> [YOUR GOAL] Your response should be the complete listing, returned exactly as written.

> [RECORDS FOR THE TASK]
▽

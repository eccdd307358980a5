//! The `install` command: operator-driven install of a chosen version.
//!
//! Unlike the staged check/apply flow, `install` replaces the live tree in
//! one sitting. A backup is taken only when `--backup` is given: the
//! command is interactive by nature, and moving the previous tree aside
//! unasked would surprise operators pointing `--target` at scratch
//! directories.

use std::path::PathBuf;

use anyhow::Result;
use clap::Parser;
use colored::Colorize;

use crate::config::Config;
use crate::constants::VERSION_LATEST;
use crate::feed;
use crate::installer::{HttpTransport, InstallOptions, StagedInstaller, ZipExtractor};
use crate::utils::platform::Platform;

/// Download and install a version into the live directory.
#[derive(Parser)]
pub struct InstallCommand {
    /// Version to install; defaults to the newest the feed offers.
    pub version: Option<String>,

    /// Install into this directory instead of the configured one.
    #[arg(long)]
    pub target: Option<PathBuf>,

    /// Move the previous tree here before installing.
    #[arg(long)]
    pub backup: Option<PathBuf>,

    /// Keep the downloaded archive inside the install directory.
    #[arg(long)]
    pub keep_downloaded: bool,
}

impl InstallCommand {
    pub async fn execute(self, config: Config) -> Result<()> {
        let platform = Platform::current();
        let url = config.require_feed_url()?;
        let transport = HttpTransport::new();
        let catalog = feed::fetch_feed(&transport, url).await?;

        let version = self.version.as_deref().unwrap_or(VERSION_LATEST);
        let target = match self.target {
            Some(target) => target,
            None => config.install_dir(platform)?,
        };
        let options = InstallOptions {
            target: target.clone(),
            backup: self.backup,
            keep_downloaded: self.keep_downloaded || config.keep_downloaded,
        };

        let installer =
            StagedInstaller::new(transport, ZipExtractor, platform, config.spot_checks.clone());
        let outcome = installer.install(&catalog, version, &options).await?;

        println!(
            "{} {} {} {} ({} bytes in {:.1}s)",
            "Installed".green().bold(),
            outcome.version.bold(),
            "into".dimmed(),
            target.display(),
            outcome.download.bytes_written,
            outcome.download.elapsed.as_secs_f64()
        );
        Ok(())
    }
}
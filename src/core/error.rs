//! Error handling for stager.
//!
//! The error system follows two principles:
//! 1. **Strongly-typed errors** for precise handling in code
//! 2. **Distinct exit codes** so schedulers and wrapper scripts can tell
//!    failure categories apart without parsing log text
//!
//! [`StagerError`] enumerates every failure category the update engine can
//! produce. Feed, catalog, and lock errors abort the current command
//! immediately; per-entry anomalies inside a well-formed feed are swallowed
//! by the parser and never reach this type.

use thiserror::Error;

use crate::constants::{
    EXIT_DOWNLOAD_FAILED, EXIT_DUP_PROCESS, EXIT_FAIL_CREATE_DIR, EXIT_MISSING_VERSION,
    EXIT_SAVE_FAILED, EXIT_UNKNOWN,
};

/// The main error type for stager operations.
///
/// Each variant represents one failure category from the update engine's
/// contract. Variants carry the context needed for a useful message;
/// [`StagerError::exit_code`] maps them onto the CLI's exit statuses.
#[derive(Debug, Error)]
pub enum StagerError {
    /// The feed URL (or another required setting) is missing or invalid.
    #[error("configuration error: {reason}")]
    Configuration {
        /// What is missing or malformed.
        reason: String,
    },

    /// The feed payload does not have the expected top-level structure.
    #[error("feed format error from {url}: {reason}")]
    FeedFormat {
        /// Feed URL the payload came from.
        url: String,
        /// Why the payload was rejected.
        reason: String,
    },

    /// The remote host could not be reached or the transfer failed.
    #[error("network error fetching {url}: {reason}")]
    Network {
        /// URL that failed.
        url: String,
        /// Translated cause, e.g. "no internet connection or host not found".
        reason: String,
    },

    /// A requested version identifier is absent from the catalog.
    #[error("version '{version}' not found or not available")]
    VersionNotFound {
        /// The identifier that was requested.
        version: String,
    },

    /// A version identifier does not follow `<name>-v<major.minor>_<build>`,
    /// so no build number can be extracted from it.
    #[error("version '{version}' does not carry an extractable build number")]
    VersionFormat {
        /// The non-conforming identifier.
        version: String,
    },

    /// The downloaded archive's size on disk does not match the bytes
    /// written during transfer, or the file cannot be read back.
    #[error("downloaded archive cannot be read or was not saved correctly \
             (expected {expected} bytes, found {actual})")]
    DownloadIntegrity {
        /// Bytes reported written by the transport.
        expected: u64,
        /// Bytes actually on disk.
        actual: u64,
    },

    /// Another update process holds the lock and could not be reclaimed.
    #[error("another update process is already running; aborting")]
    DuplicateProcess,

    /// A directory create/move/delete failed at some stage.
    #[error("filesystem error on {path}: {reason}")]
    Filesystem {
        /// Path the operation targeted.
        path: String,
        /// Underlying cause.
        reason: String,
    },

    /// Any other I/O failure.
    #[error(transparent)]
    Io(#[from] std::io::Error),
}

impl StagerError {
    /// Map this error onto the CLI's exit status for its category.
    #[must_use]
    pub fn exit_code(&self) -> i32 {
        match self {
            Self::VersionNotFound { .. } | Self::VersionFormat { .. } => EXIT_MISSING_VERSION,
            Self::Network { .. } | Self::FeedFormat { .. } | Self::Configuration { .. } => {
                EXIT_DOWNLOAD_FAILED
            }
            Self::DownloadIntegrity { .. } => EXIT_SAVE_FAILED,
            Self::Filesystem { .. } => EXIT_FAIL_CREATE_DIR,
            Self::DuplicateProcess => EXIT_DUP_PROCESS,
            Self::Io(_) => EXIT_UNKNOWN,
        }
    }

    /// Convenience constructor for [`StagerError::Filesystem`].
    pub fn filesystem(path: impl AsRef<std::path::Path>, reason: impl Into<String>) -> Self {
        Self::Filesystem {
            path: path.as_ref().display().to_string(),
            reason: reason.into(),
        }
    }
}

/// Resolve the exit code for an arbitrary error chain.
///
/// Walks the `anyhow` chain looking for a [`StagerError`]; anything else
/// falls back to [`EXIT_UNKNOWN`].
#[must_use]
pub fn exit_code_for(error: &anyhow::Error) -> i32 {
    for cause in error.chain() {
        if let Some(e) = cause.downcast_ref::<StagerError>() {
            return e.exit_code();
        }
    }
    EXIT_UNKNOWN
}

△

> [ANSWER TO THIS TASK]
repository eccdd307358980a5
//! The `install` command: operator-driven install of a chosen version.
//!
//! Unlike the staged check/apply flow, `install` replaces the live tree in
//! one sitting. A backup is taken only when `--backup` is given: the
//! command is interactive by nature, and moving the previous tree aside
//! unasked would surprise operators pointing `--target` at scratch
//! directories.

use std::path::PathBuf;

use anyhow::Result;
use clap::Parser;
use colored::Colorize;

use crate::config::Config;
use crate::constants::VERSION_LATEST;
use crate::feed;
use crate::installer::{HttpTransport, InstallOptions, StagedInstaller, ZipExtractor};
use crate::utils::platform::Platform;

/// Download and install a version into the live directory.
#[derive(Parser)]
pub struct InstallCommand {
    /// Version to install; defaults to the newest the feed offers.
    pub version: Option<String>,

    /// Install into this directory instead of the configured one.
    #[arg(long)]
    pub target: Option<PathBuf>,

    /// Move the previous tree here before installing.
    #[arg(long)]
    pub backup: Option<PathBuf>,

    /// Keep the downloaded archive inside the install directory.
    #[arg(long)]
    pub keep_downloaded: bool,
}

impl InstallCommand {
    pub async fn execute(self, config: Config) -> Result<()> {
        let platform = Platform::current();
        let url = config.require_feed_url()?;
        let transport = HttpTransport::new();
        let catalog = feed::fetch_feed(&transport, url).await?;

        let version = self.version.as_deref().unwrap_or(VERSION_LATEST);
        let target = match self.target {
            Some(target) => target,
            None => config.install_dir(platform)?,
        };
        let options = InstallOptions {
            target: target.clone(),
            backup: self.backup,
            keep_downloaded: self.keep_downloaded || config.keep_downloaded,
        };

        let installer =
            StagedInstaller::new(transport, ZipExtractor, platform, config.spot_checks.clone());
        let outcome = installer.install(&catalog, version, &options).await?;

        println!(
            "{} {} {} {} ({} bytes in {:.1}s)",
            "Installed".green().bold(),
            outcome.version.bold(),
            "into".dimmed(),
            target.display(),
            outcome.download.bytes_written,
            outcome.download.elapsed.as_secs_f64()
        );
        Ok(())
    }
}
filename src/core/error.rs
//! Error handling for stager.
//!
//! The error system follows two principles:
//! 1. **Strongly-typed errors** for precise handling in code
//! 2. **Distinct exit codes** so schedulers and wrapper scripts can tell
//!    failure categories apart without parsing log text
//!
//! [`StagerError`] enumerates every failure category the update engine can
//! produce. Feed, catalog, and lock errors abort the current command
//! immediately; per-entry anomalies inside a well-formed feed are swallowed
//! by the parser and never reach this type.

use thiserror::Error;

use crate::constants::{
    EXIT_DOWNLOAD_FAILED, EXIT_DUP_PROCESS, EXIT_FAIL_CREATE_DIR, EXIT_MISSING_VERSION,
    EXIT_SAVE_FAILED, EXIT_UNKNOWN,
};

/// The main error type for stager operations.
///
/// Each variant represents one failure category from the update engine's
/// contract. Variants carry the context needed for a useful message;
/// [`StagerError::exit_code`] maps them onto the CLI's exit statuses.
#[derive(Debug, Error)]
pub enum StagerError {
    /// The feed URL (or another required setting) is missing or invalid.
    #[error("configuration error: {reason}")]
    Configuration {
        /// What is missing or malformed.
        reason: String,
    },

    /// The feed payload does not have the expected top-level structure.
    #[error("feed format error from {url}: {reason}")]
    FeedFormat {
        /// Feed URL the payload came from.
        url: String,
        /// Why the payload was rejected.
        reason: String,
    },

    /// The remote host could not be reached or the transfer failed.
    #[error("network error fetching {url}: {reason}")]
    Network {
        /// URL that failed.
        url: String,
        /// Translated cause, e.g. "no internet connection or host not found".
        reason: String,
    },

    /// A requested version identifier is absent from the catalog.
    #[error("version '{version}' not found or not available")]
    VersionNotFound {
        /// The identifier that was requested.
        version: String,
    },

    /// A version identifier does not follow `<name>-v<major.minor>_<build>`,
    /// so no build number can be extracted from it.
    #[error("version '{version}' does not carry an extractable build number")]
    VersionFormat {
        /// The non-conforming identifier.
        version: String,
    },

    /// The downloaded archive's size on disk does not match the bytes
    /// written during transfer, or the file cannot be read back.
    #[error("downloaded archive cannot be read or was not saved correctly \
             (expected {expected} bytes, found {actual})")]
    DownloadIntegrity {
        /// Bytes reported written by the transport.
        expected: u64,
        /// Bytes actually on disk.
        actual: u64,
    },

    /// Another update process holds the lock and could not be reclaimed.
    #[error("another update process is already running; aborting")]
    DuplicateProcess,

    /// A directory create/move/delete failed at some stage.
    #[error("filesystem error on {path}: {reason}")]
    Filesystem {
        /// Path the operation targeted.
        path: String,
        /// Underlying cause.
        reason: String,
    },

    /// Any other I/O failure.
    #[error(transparent)]
    Io(#[from] std::io::Error),
}

impl StagerError {
    /// Map this error onto the CLI's exit status for its category.
    #[must_use]
    pub fn exit_code(&self) -> i32 {
        match self {
            Self::VersionNotFound { .. } | Self::VersionFormat { .. } => EXIT_MISSING_VERSION,
            Self::Network { .. } | Self::FeedFormat { .. } | Self::Configuration { .. } => {
                EXIT_DOWNLOAD_FAILED
            }
            Self::DownloadIntegrity { .. } => EXIT_SAVE_FAILED,
            Self::Filesystem { .. } => EXIT_FAIL_CREATE_DIR,
            Self::DuplicateProcess => EXIT_DUP_PROCESS,
            Self::Io(_) => EXIT_UNKNOWN,
        }
    }

    /// Convenience constructor for [`StagerError::Filesystem`].
    pub fn filesystem(path: impl AsRef<std::path::Path>, reason: impl Into<String>) -> Self {
        Self::Filesystem {
            path: path.as_ref().display().to_string(),
            reason: reason.into(),
        }
    }
}

/// Resolve the exit code for an arbitrary error chain.
///
/// Walks the `anyhow` chain looking for a [`StagerError`]; anything else
/// falls back to [`EXIT_UNKNOWN`].
#[must_use]
pub fn exit_code_for(error: &anyhow::Error) -> i32 {
    for cause in error.chain() {
        if let Some(e) = cause.downcast_ref::<StagerError>() {
            return e.exit_code();
        }
    }
    EXIT_UNKNOWN
}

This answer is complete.